**What the task requires**
The entries follow. Print each one exactly.

··········

//! Per-frame output handed to renderers and other hosts.

use glam::Vec2;
use serde::{Deserialize, Serialize};

use crate::collision::SliceHit;
use crate::fruit::{Fruit, FruitId, FruitKind, FruitState};
use crate::score::HitAward;
use crate::tracker::PathPoint;

#[derive(Clone, Copy, Debug, Default, PartialEq, Eq, Serialize, Deserialize)]
#[serde(rename_all = "snake_case")]
pub enum GamePhase {
    #[default]
    Attract,
    Playing,
    GameOver,
}

#[derive(Clone, Copy, Debug, PartialEq, Eq, Serialize, Deserialize)]
#[serde(rename_all = "snake_case")]
pub enum GameOverReason {
    LivesDepleted,
    TimeUp,
}

#[derive(Clone, Copy, Debug, PartialEq, Serialize, Deserialize)]
pub struct FruitView {
    pub id: FruitId,
    pub kind: FruitKind,
    pub position: Vec2,
    pub rotation: f32,
    pub radius: f32,
    pub state: FruitState,
}

impl From<&Fruit> for FruitView {
    fn from(fruit: &Fruit) -> Self {
        Self {
            id: fruit.id,
            kind: fruit.kind,
            position: fruit.position,
            rotation: fruit.rotation,
            radius: fruit.radius,
            state: fruit.state,
        }
    }
}

#[derive(Clone, Copy, Debug, PartialEq, Serialize, Deserialize)]
pub struct HitEvent {
    #[serde(flatten)]
    pub hit: SliceHit,
    pub points: u32,
    pub combo: u32,
    pub life_lost: bool,
}

impl HitEvent {
    pub fn new(hit: SliceHit, award: HitAward) -> Self {
        Self {
            hit,
            points: award.points,
            combo: award.combo,
            life_lost: award.life_lost,
        }
    }
}

#[derive(Clone, Copy, Debug, PartialEq, Serialize, Deserialize)]
pub struct MissEvent {
    pub fruit_id: FruitId,
    pub kind: FruitKind,
    pub position: Vec2,
}

#[derive(Clone, Copy, Debug, PartialEq, Serialize, Deserialize)]
#[serde(tag = "type", rename_all = "snake_case")]
pub enum FrameEvent {
    Hit(HitEvent),
    Miss(MissEvent),
}

/// Everything a renderer needs to draw one frame. Owned, so hosts may keep
/// or ship it elsewhere without borrowing the session.
#[derive(Clone, Debug, PartialEq, Serialize, Deserialize)]
pub struct FrameSnapshot {
    pub frame: u64,
    pub time: f64,
    pub phase: GamePhase,
    pub score: u32,
    pub lives: u32,
    pub combo: u32,
    pub max_combo: u32,
    pub active_fruits: Vec<FruitView>,
    pub events: Vec<FrameEvent>,
    pub slice_path: Vec<PathPoint>,
    pub slicing: bool,
    pub game_over_reason: Option<GameOverReason>,
    /// Hand samples the tracker refused this frame.
    pub dropped_samples: u32,
}

impl FrameSnapshot {
    pub fn hits(&self) -> impl Iterator<Item = &HitEvent> {
        self.events.iter().filter_map(|event| match event {
            FrameEvent::Hit(hit) => Some(hit),
            FrameEvent::Miss(_) => None,
        })
    }

    pub fn misses(&self) -> impl Iterator<Item = &MissEvent> {
        self.events.iter().filter_map(|event| match event {
            FrameEvent::Miss(miss) => Some(miss),
            FrameEvent::Hit(_) => None,
        })
    }

    pub fn falling_fruits(&self) -> impl Iterator<Item = &FruitView> {
        self.active_fruits
            .iter()
            .filter(|fruit| fruit.state == FruitState::Falling)
    }
}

··········

**Answer to this exercise**
//! Per-frame output handed to renderers and other hosts.

use glam::Vec2;
use serde::{Deserialize, Serialize};

use crate::collision::SliceHit;
use crate::fruit::{Fruit, FruitId, FruitKind, FruitState};
use crate::score::HitAward;
use crate::tracker::PathPoint;

#[derive(Clone, Copy, Debug, Default, PartialEq, Eq, Serialize, Deserialize)]
#[serde(rename_all = "snake_case")]
pub enum GamePhase {
    #[default]
    Attract,
    Playing,
    GameOver,
}

#[derive(Clone, Copy, Debug, PartialEq, Eq, Serialize, Deserialize)]
#[serde(rename_all = "snake_case")]
pub enum GameOverReason {
    LivesDepleted,
    TimeUp,
}

#[derive(Clone, Copy, Debug, PartialEq, Serialize, Deserialize)]
pub struct FruitView {
    pub id: FruitId,
    pub kind: FruitKind,
    pub position: Vec2,
    pub rotation: f32,
    pub radius: f32,
    pub state: FruitState,
}

impl From<&Fruit> for FruitView {
    fn from(fruit: &Fruit) -> Self {
        Self {
            id: fruit.id,
            kind: fruit.kind,
            position: fruit.position,
            rotation: fruit.rotation,
            radius: fruit.radius,
            state: fruit.state,
        }
    }
}

#[derive(Clone, Copy, Debug, PartialEq, Serialize, Deserialize)]
pub struct HitEvent {
    #[serde(flatten)]
    pub hit: SliceHit,
    pub points: u32,
    pub combo: u32,
    pub life_lost: bool,
}

impl HitEvent {
    pub fn new(hit: SliceHit, award: HitAward) -> Self {
        Self {
            hit,
            points: award.points,
            combo: award.combo,
            life_lost: award.life_lost,
        }
    }
}

#[derive(Clone, Copy, Debug, PartialEq, Serialize, Deserialize)]
pub struct MissEvent {
    pub fruit_id: FruitId,
    pub kind: FruitKind,
    pub position: Vec2,
}

#[derive(Clone, Copy, Debug, PartialEq, Serialize, Deserialize)]
#[serde(tag = "type", rename_all = "snake_case")]
pub enum FrameEvent {
    Hit(HitEvent),
    Miss(MissEvent),
}

/// Everything a renderer needs to draw one frame. Owned, so hosts may keep
/// or ship it elsewhere without borrowing the session.
#[derive(Clone, Debug, PartialEq, Serialize, Deserialize)]
pub struct FrameSnapshot {
    pub frame: u64,
    pub time: f64,
    pub phase: GamePhase,
    pub score: u32,
    pub lives: u32,
    pub combo: u32,
    pub max_combo: u32,
    pub active_fruits: Vec<FruitView>,
    pub events: Vec<FrameEvent>,
    pub slice_path: Vec<PathPoint>,
    pub slicing: bool,
    pub game_over_reason: Option<GameOverReason>,
    /// Hand samples the tracker refused this frame.
    pub dropped_samples: u32,
}

impl FrameSnapshot {
    pub fn hits(&self) -> impl Iterator<Item = &HitEvent> {
        self.events.iter().filter_map(|event| match event {
            FrameEvent::Hit(hit) => Some(hit),
            FrameEvent::Miss(_) => None,
        })
    }

    pub fn misses(&self) -> impl Iterator<Item = &MissEvent> {
        self.events.iter().filter_map(|event| match event {
            FrameEvent::Miss(miss) => Some(miss),
            FrameEvent::Hit(_) => None,
        })
    }

    pub fn falling_fruits(&self) -> impl Iterator<Item = &FruitView> {
        self.active_fruits
            .iter()
            .filter(|fruit| fruit.state == FruitState::Falling)
    }
}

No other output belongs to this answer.